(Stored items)
* * *

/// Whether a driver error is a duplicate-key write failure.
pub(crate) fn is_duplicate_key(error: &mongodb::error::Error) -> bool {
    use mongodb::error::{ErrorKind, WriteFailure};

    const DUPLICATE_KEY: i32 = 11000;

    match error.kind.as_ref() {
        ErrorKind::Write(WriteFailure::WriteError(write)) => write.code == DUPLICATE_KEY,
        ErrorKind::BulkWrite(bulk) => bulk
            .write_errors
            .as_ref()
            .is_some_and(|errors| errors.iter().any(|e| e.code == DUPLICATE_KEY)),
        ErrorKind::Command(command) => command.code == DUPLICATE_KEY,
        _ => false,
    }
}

* * *

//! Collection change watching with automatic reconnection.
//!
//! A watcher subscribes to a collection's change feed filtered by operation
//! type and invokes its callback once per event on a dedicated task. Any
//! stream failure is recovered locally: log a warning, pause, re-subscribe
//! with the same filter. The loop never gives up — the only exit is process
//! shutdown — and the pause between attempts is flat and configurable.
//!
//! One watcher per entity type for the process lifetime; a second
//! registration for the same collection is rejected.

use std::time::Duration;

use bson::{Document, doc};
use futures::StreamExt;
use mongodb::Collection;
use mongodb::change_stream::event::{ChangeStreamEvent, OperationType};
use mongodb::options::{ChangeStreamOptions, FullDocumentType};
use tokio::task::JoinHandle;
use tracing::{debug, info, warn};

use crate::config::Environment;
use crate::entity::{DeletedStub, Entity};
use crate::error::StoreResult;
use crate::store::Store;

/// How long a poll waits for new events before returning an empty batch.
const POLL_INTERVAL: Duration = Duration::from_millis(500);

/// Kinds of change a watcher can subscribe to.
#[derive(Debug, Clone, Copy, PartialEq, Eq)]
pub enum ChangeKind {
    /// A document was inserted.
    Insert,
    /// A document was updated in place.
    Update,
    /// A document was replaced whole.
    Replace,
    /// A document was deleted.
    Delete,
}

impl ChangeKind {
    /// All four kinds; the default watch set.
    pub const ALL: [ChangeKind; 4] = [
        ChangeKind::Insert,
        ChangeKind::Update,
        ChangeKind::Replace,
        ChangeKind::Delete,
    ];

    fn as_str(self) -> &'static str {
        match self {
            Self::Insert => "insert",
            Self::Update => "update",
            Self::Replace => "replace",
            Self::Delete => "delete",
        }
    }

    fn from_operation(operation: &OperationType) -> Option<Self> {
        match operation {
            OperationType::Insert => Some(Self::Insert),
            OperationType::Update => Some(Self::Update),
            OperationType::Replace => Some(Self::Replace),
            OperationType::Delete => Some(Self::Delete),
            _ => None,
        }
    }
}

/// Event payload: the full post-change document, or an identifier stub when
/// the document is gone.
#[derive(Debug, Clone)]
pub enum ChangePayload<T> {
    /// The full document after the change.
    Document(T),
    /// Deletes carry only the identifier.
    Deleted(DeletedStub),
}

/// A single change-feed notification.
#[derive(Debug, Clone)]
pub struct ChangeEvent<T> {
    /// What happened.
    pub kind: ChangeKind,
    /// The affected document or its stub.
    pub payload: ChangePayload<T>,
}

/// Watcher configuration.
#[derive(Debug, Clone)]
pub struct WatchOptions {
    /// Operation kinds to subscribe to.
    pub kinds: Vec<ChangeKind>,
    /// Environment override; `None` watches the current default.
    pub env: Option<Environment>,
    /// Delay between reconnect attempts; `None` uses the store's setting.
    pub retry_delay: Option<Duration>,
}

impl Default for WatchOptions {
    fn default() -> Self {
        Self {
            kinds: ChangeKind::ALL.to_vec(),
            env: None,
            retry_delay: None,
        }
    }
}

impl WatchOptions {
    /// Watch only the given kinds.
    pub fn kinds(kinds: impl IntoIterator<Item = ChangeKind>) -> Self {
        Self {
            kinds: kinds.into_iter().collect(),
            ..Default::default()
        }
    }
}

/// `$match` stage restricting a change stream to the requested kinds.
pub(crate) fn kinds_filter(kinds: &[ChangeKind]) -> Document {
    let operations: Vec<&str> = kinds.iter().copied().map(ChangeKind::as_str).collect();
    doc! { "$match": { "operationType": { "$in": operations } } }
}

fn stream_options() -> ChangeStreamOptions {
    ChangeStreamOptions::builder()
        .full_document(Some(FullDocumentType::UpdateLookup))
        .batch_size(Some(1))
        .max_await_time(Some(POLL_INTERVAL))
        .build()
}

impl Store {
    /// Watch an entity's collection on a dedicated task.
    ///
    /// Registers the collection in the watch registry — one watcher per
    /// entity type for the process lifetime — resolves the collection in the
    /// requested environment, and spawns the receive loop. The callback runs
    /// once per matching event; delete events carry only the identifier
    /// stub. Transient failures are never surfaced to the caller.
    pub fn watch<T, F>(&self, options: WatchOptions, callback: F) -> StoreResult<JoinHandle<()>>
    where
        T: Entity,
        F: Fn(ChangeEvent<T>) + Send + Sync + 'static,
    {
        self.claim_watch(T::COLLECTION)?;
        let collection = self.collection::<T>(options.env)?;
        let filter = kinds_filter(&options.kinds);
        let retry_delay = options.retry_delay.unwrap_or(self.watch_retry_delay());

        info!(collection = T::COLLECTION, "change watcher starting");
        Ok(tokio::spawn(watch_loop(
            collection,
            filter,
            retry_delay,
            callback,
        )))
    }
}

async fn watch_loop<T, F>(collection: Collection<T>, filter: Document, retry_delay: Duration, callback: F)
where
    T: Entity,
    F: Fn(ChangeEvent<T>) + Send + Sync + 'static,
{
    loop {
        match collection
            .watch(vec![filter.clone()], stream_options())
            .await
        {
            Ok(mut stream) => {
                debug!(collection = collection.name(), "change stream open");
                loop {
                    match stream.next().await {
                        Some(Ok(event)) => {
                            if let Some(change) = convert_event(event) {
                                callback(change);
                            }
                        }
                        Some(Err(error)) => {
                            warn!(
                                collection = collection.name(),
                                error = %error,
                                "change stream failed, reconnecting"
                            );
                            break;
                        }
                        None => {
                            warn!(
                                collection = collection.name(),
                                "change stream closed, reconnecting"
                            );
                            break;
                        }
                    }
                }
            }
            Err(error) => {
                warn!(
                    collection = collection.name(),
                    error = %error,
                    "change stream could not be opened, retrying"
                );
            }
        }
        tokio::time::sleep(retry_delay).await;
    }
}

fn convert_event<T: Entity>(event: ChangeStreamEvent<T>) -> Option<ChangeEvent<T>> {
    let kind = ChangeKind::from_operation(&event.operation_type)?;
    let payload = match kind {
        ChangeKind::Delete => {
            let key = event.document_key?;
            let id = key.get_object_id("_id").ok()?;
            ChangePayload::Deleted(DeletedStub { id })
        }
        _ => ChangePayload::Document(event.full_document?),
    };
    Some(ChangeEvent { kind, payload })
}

* * *

Take the entries above and copy out all lines with the string "mongodb".

OUTPUT FOR THIS TASK –
pub(crate) fn is_duplicate_key(error: &mongodb::error::Error) -> bool {
    use mongodb::error::{ErrorKind, WriteFailure};
use mongodb::Collection;
use mongodb::change_stream::event::{ChangeStreamEvent, OperationType};
use mongodb::options::{ChangeStreamOptions, FullDocumentType};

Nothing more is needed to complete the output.